Le tourisme fluvial, comme le transport fluvial de marchandises, est en voie de décarbornation, grâce à l’électrification des flottes, qui est « en train de s’accélérer » a indiqué Lionel Rouillon, directeur du développement de VNF, en marge de la conférence de presse.
« Il existe désormais 1.200 bornes de recharge électrique sur les quais, dont 250 directement gérées par VNF », a-t-il précisé.
Après l’installation de façon sporadique et locale de bornes indépendantes et non compatibles, surtout dans le nord de la France, « les standards ont été unifiés pour les mariniers » autour du système « Borne et Eau » dans toute la France, a rappelé M. Rouillon.
L’électrification des bateaux est même devenue une « condition d’acceptabilité » de l’installation d’activités de location par les collectivités locales qui refusent de plus en plus les groupes électrogènes à quai pendant les escales, a-t-il ajouté.

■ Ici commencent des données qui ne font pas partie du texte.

//! Neighborhood-only statistics over classified nearby parcels.

use std::collections::{BTreeMap, BTreeSet};

use zone_map_zoning_models::{ClassifiedParcel, PatternFlags, ZoneCategory};

/// Counts, diversity, and pattern flags for a set of nearby parcels.
#[derive(Debug, Clone, Default, PartialEq)]
pub struct ZoneSummary {
    /// Distinct non-empty raw zone codes.
    pub unique_zone_codes: BTreeSet<String>,
    /// Parcel count per non-empty raw zone code.
    pub zone_code_counts: BTreeMap<String, usize>,
    /// Parcel count per category.
    pub category_counts: BTreeMap<ZoneCategory, usize>,
    /// Number of parcels summarized.
    pub parcel_count: usize,
    /// See [`diversity_score`].
    pub diversity_score: f64,
    /// Derived pattern flags.
    pub pattern_flags: PatternFlags,
}

impl ZoneSummary {
    /// Number of parcels in `category`.
    #[must_use]
    pub fn count(&self, category: ZoneCategory) -> usize {
        self.category_counts.get(&category).copied().unwrap_or(0)
    }

    /// Number of commercial plus mixed-use parcels.
    #[must_use]
    pub fn commercial_count(&self) -> usize {
        self.count(ZoneCategory::Commercial) + self.count(ZoneCategory::MixedUse)
    }
}

/// Summarizes classified nearby parcels in one pass.
#[must_use]
pub fn summarize(parcels: &[ClassifiedParcel]) -> ZoneSummary {
    let mut zone_code_counts = BTreeMap::new();
    let mut category_counts = BTreeMap::new();

    for parcel in parcels {
        *category_counts.entry(parcel.category).or_insert(0) += 1;
        let code = parcel.record.raw_zone_code.trim();
        if !code.is_empty() {
            *zone_code_counts.entry(code.to_string()).or_insert(0) += 1;
        }
    }

    let unique_zone_codes: BTreeSet<String> = zone_code_counts.keys().cloned().collect();
    let count = |category: ZoneCategory| category_counts.get(&category).copied().unwrap_or(0);

    let pattern_flags = PatternFlags {
        residential_only: !parcels.is_empty()
            && count(ZoneCategory::Residential) == parcels.len(),
        mixed_use_nearby: count(ZoneCategory::MixedUse) > 0,
        commercial_nearby: count(ZoneCategory::Commercial) + count(ZoneCategory::MixedUse) > 0,
        industrial_nearby: count(ZoneCategory::Industrial) > 0,
    };

    ZoneSummary {
        diversity_score: diversity_score(unique_zone_codes.len(), parcels.len()),
        unique_zone_codes,
        zone_code_counts,
        category_counts,
        parcel_count: parcels.len(),
        pattern_flags,
    }
}

/// `unique / max(1, total)`, clamped to `[0, 1]`. Zero parcels scores `0`.
#[must_use]
#[allow(clippy::cast_precision_loss)]
pub fn diversity_score(unique: usize, total: usize) -> f64 {
    if total == 0 {
        return 0.0;
    }
    (unique as f64 / total as f64).clamp(0.0, 1.0)
}

#[cfg(test)]
mod tests {
    use zone_map_zoning_models::{GeoPoint, ParcelZoningRecord};

    use super::*;

    fn parcel(id: &str, code: &str, category: ZoneCategory) -> ClassifiedParcel {
        ClassifiedParcel {
            record: ParcelZoningRecord {
                parcel_id: id.to_string(),
                raw_zone_code: code.to_string(),
                zone_description: None,
                future_land_use: None,
                area_acres: None,
                split_zoned: false,
                future_changed: false,
                location: GeoPoint::new(-79.2, 36.1),
            },
            category,
        }
    }

    #[test]
    fn empty_neighborhood_scores_zero() {
        let summary = summarize(&[]);
        assert!(summary.diversity_score.abs() < f64::EPSILON);
        assert!(!summary.diversity_score.is_nan());
        assert_eq!(summary.pattern_flags, PatternFlags::default());
        assert!(summary.unique_zone_codes.is_empty());
    }

    #[test]
    fn score_stays_in_unit_interval() {
        assert!((diversity_score(1, 1) - 1.0).abs() < f64::EPSILON);
        assert!((diversity_score(3, 1) - 1.0).abs() < f64::EPSILON);
        assert!((diversity_score(5, 200) - 0.025).abs() < 1e-12);
    }

    #[test]
    fn mixed_use_counts_as_commercial() {
        let summary = summarize(&[
            parcel("1", "MU-V", ZoneCategory::MixedUse),
            parcel("2", "RS-8", ZoneCategory::Residential),
        ]);
        assert!(summary.pattern_flags.mixed_use_nearby);
        assert!(summary.pattern_flags.commercial_nearby);
        assert!(!summary.pattern_flags.residential_only);
        assert!(!summary.pattern_flags.industrial_nearby);
        assert_eq!(summary.commercial_count(), 1);
    }

    #[test]
    fn empty_codes_are_not_distinct_zones() {
        let summary = summarize(&[
            parcel("1", "", ZoneCategory::Other),
            parcel("2", "RS-8", ZoneCategory::Residential),
            parcel("3", "RS-8", ZoneCategory::Residential),
        ]);
        assert_eq!(summary.unique_zone_codes.len(), 1);
        assert_eq!(summary.zone_code_counts["RS-8"], 2);
        assert_eq!(summary.count(ZoneCategory::Other), 1);
        assert_eq!(summary.parcel_count, 3);
    }
}
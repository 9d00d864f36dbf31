use base64::prelude::*;
use std::str::FromStr;

pub mod config;
pub mod export;
pub mod import;
pub mod instance;
pub mod peer;
pub mod scan;
pub mod validate;

#[derive(Debug, thiserror::Error)]
pub enum DecodeError {
    #[error("base64 decode error: {0}")]
    Base64(#[from] base64::DecodeError),

    #[error("invalid key length {0} (expected 32 bytes)")]
    Length(usize),
}

#[derive(Debug, Default, Clone, Copy, PartialEq, Eq, Hash)]
pub struct Key([u8; 32]);

impl AsRef<[u8]> for Key {
    fn as_ref(&self) -> &[u8] {
        &self.0
    }
}

impl From<[u8; 32]> for Key {
    fn from(bytes: [u8; 32]) -> Self {
        Key(bytes)
    }
}

impl FromStr for Key {
    type Err = DecodeError;

    fn from_str(s: &str) -> Result<Self, Self::Err> {
        let bytes = BASE64_STANDARD.decode(s)?;
        let inner: [u8; 32] = bytes
            .as_slice()
            .try_into()
            .map_err(|_| DecodeError::Length(bytes.len()))?;

        Ok(Key(inner))
    }
}

impl Key {
    pub fn random() -> Key {
        Key(rand::random())
    }

    pub fn to_bytes(&self) -> [u8; 32] {
        self.0
    }
}

impl std::fmt::Display for Key {
    fn fmt(&self, f: &mut std::fmt::Formatter<'_>) -> std::fmt::Result {
        write!(f, "{}", BASE64_STANDARD.encode(self.0))
    }
}

/// Host and port of a peer endpoint, kept as the strings they were written as.
#[derive(Debug, Clone, PartialEq, Eq)]
pub struct Endpoint {
    pub host: String,
    pub port: String,
}

impl Endpoint {
    pub fn new(host: impl Into<String>, port: impl Into<String>) -> Self {
        Self {
            host: host.into(),
            port: port.into(),
        }
    }

    /// Splits `[v6-literal]:port` or `host:port`, in that order.
    ///
    /// The generic form takes everything up to the last colon as the host,
    /// so an unbracketed IPv6 literal followed by a port is still accepted.
    pub fn split(s: &str) -> Option<Self> {
        if let Some((host, port)) = s.strip_prefix('[').and_then(|rest| rest.split_once("]:")) {
            let literal = !host.is_empty()
                && host.bytes().all(|b| b.is_ascii_hexdigit() || b == b':');

            if literal && is_port(port) {
                return Some(Self::new(host, port));
            }
        }

        let (host, port) = s.rsplit_once(':')?;
        (!host.is_empty() && is_port(port)).then(|| Self::new(host, port))
    }
}

fn is_port(s: &str) -> bool {
    !s.is_empty() && s.bytes().all(|b| b.is_ascii_digit())
}

impl std::fmt::Display for Endpoint {
    fn fmt(&self, f: &mut std::fmt::Formatter<'_>) -> std::fmt::Result {
        if self.host.contains(':') {
            write!(f, "[{}]:{}", self.host, self.port)
        } else {
            write!(f, "{}:{}", self.host, self.port)
        }
    }
}
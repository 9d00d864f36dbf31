use std::fmt;

use crate::awg::{DecodeError, Key};

pub mod cmd;
pub mod local;

pub const PUBLIC_KEY_PLACEHOLDER: &str = "Error getting PublicKey";

#[derive(Clone, Copy, PartialEq, Eq)]
pub struct KeyPair {
    pub private: Key,
    pub public: Key,
}

impl fmt::Debug for KeyPair {
    fn fmt(&self, f: &mut fmt::Formatter<'_>) -> fmt::Result {
        f.debug_struct("KeyPair")
            .field("public", &self.public.to_string())
            .finish()
    }
}

#[derive(Debug, thiserror::Error)]
pub enum KeyError {
    #[error("io error: {0}")]
    IoError(#[from] std::io::Error),

    #[error("key tool {0} fail: {1:?}")]
    CommandFail(String, Option<i32>),

    #[error("key decode error: {0}")]
    DecodeError(#[from] DecodeError),
}

/// Key pair and preshared key generation, backed by an external tool or
/// computed in process.
pub trait KeyService {
    type Error: fmt::Display;

    async fn generate_keypair(&self) -> Result<KeyPair, Self::Error>;
    async fn derive_public(&self, private: &str) -> Result<KeyPair, Self::Error>;
    async fn generate_psk(&self) -> Result<Key, Self::Error>;
}

/// Public key for display, or a placeholder when `private` does not derive.
pub async fn public_key_or_placeholder<K: KeyService>(keys: &K, private: &str) -> String {
    match keys.derive_public(private).await {
        Ok(pair) => pair.public.to_string(),
        Err(err) => {
            log::warn!("cannot derive public key: {err}");
            PUBLIC_KEY_PLACEHOLDER.to_string()
        }
    }
}

pub mod fake {
    use std::str::FromStr;

    use crate::awg::Key;

    use super::{KeyPair, KeyService};

    #[derive(Debug, thiserror::Error)]
    #[error("unknown private key")]
    pub struct UnknownKey;

    /// Hands out and recognises a fixed set of pairs.
    #[derive(Debug, Clone)]
    pub struct FixedKeys {
        pairs: Vec<KeyPair>,
        psk: Key,
    }

    impl FixedKeys {
        pub fn new(pairs: Vec<KeyPair>, psk: Key) -> Self {
            Self { pairs, psk }
        }
    }

    impl KeyService for FixedKeys {
        type Error = UnknownKey;

        async fn generate_keypair(&self) -> Result<KeyPair, Self::Error> {
            self.pairs.first().copied().ok_or(UnknownKey)
        }

        async fn derive_public(&self, private: &str) -> Result<KeyPair, Self::Error> {
            let private = Key::from_str(private.trim()).map_err(|_| UnknownKey)?;

            self.pairs
                .iter()
                .find(|p| p.private == private)
                .copied()
                .ok_or(UnknownKey)
        }

        async fn generate_psk(&self) -> Result<Key, Self::Error> {
            Ok(self.psk)
        }
    }
}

A Strasbourg, Batorama développe ainsi toute une flotte de bateaux à batteries électriques.
A Paris, Batobus est en train de convertir ses huit bateaux à une propulsion hybride. « Impossible d’adopter le tout électrique, par manque de puissance des batteries » pour pouvoir assurer un service en continu entre 10H00 et 23H00, souligne Arnaud Daniel, directeur général de Sodexo Live, la branche tourisme du groupe de restauration, auprès de l’AFP.
Pour l’instant, un seul des bateaux a été converti à l’électricité et au GPL. Les autres le seront progressivement jusqu’en 2035, à raison de 2 millions d’euros par bateau, a précisé M. Daniel.
Batobus a signé une concession sur la Seine avec le grand port Haropa (Le Havre, Rouen, Paris) jusqu’en 2041, a-t-il ajouté.
L’an dernier à l’image du reste du tourisme fluvial, Batobus a bénéficié des dividendes des JO, avec plus de 700.000 tickets vendus contre quelque 600.000 en 2024.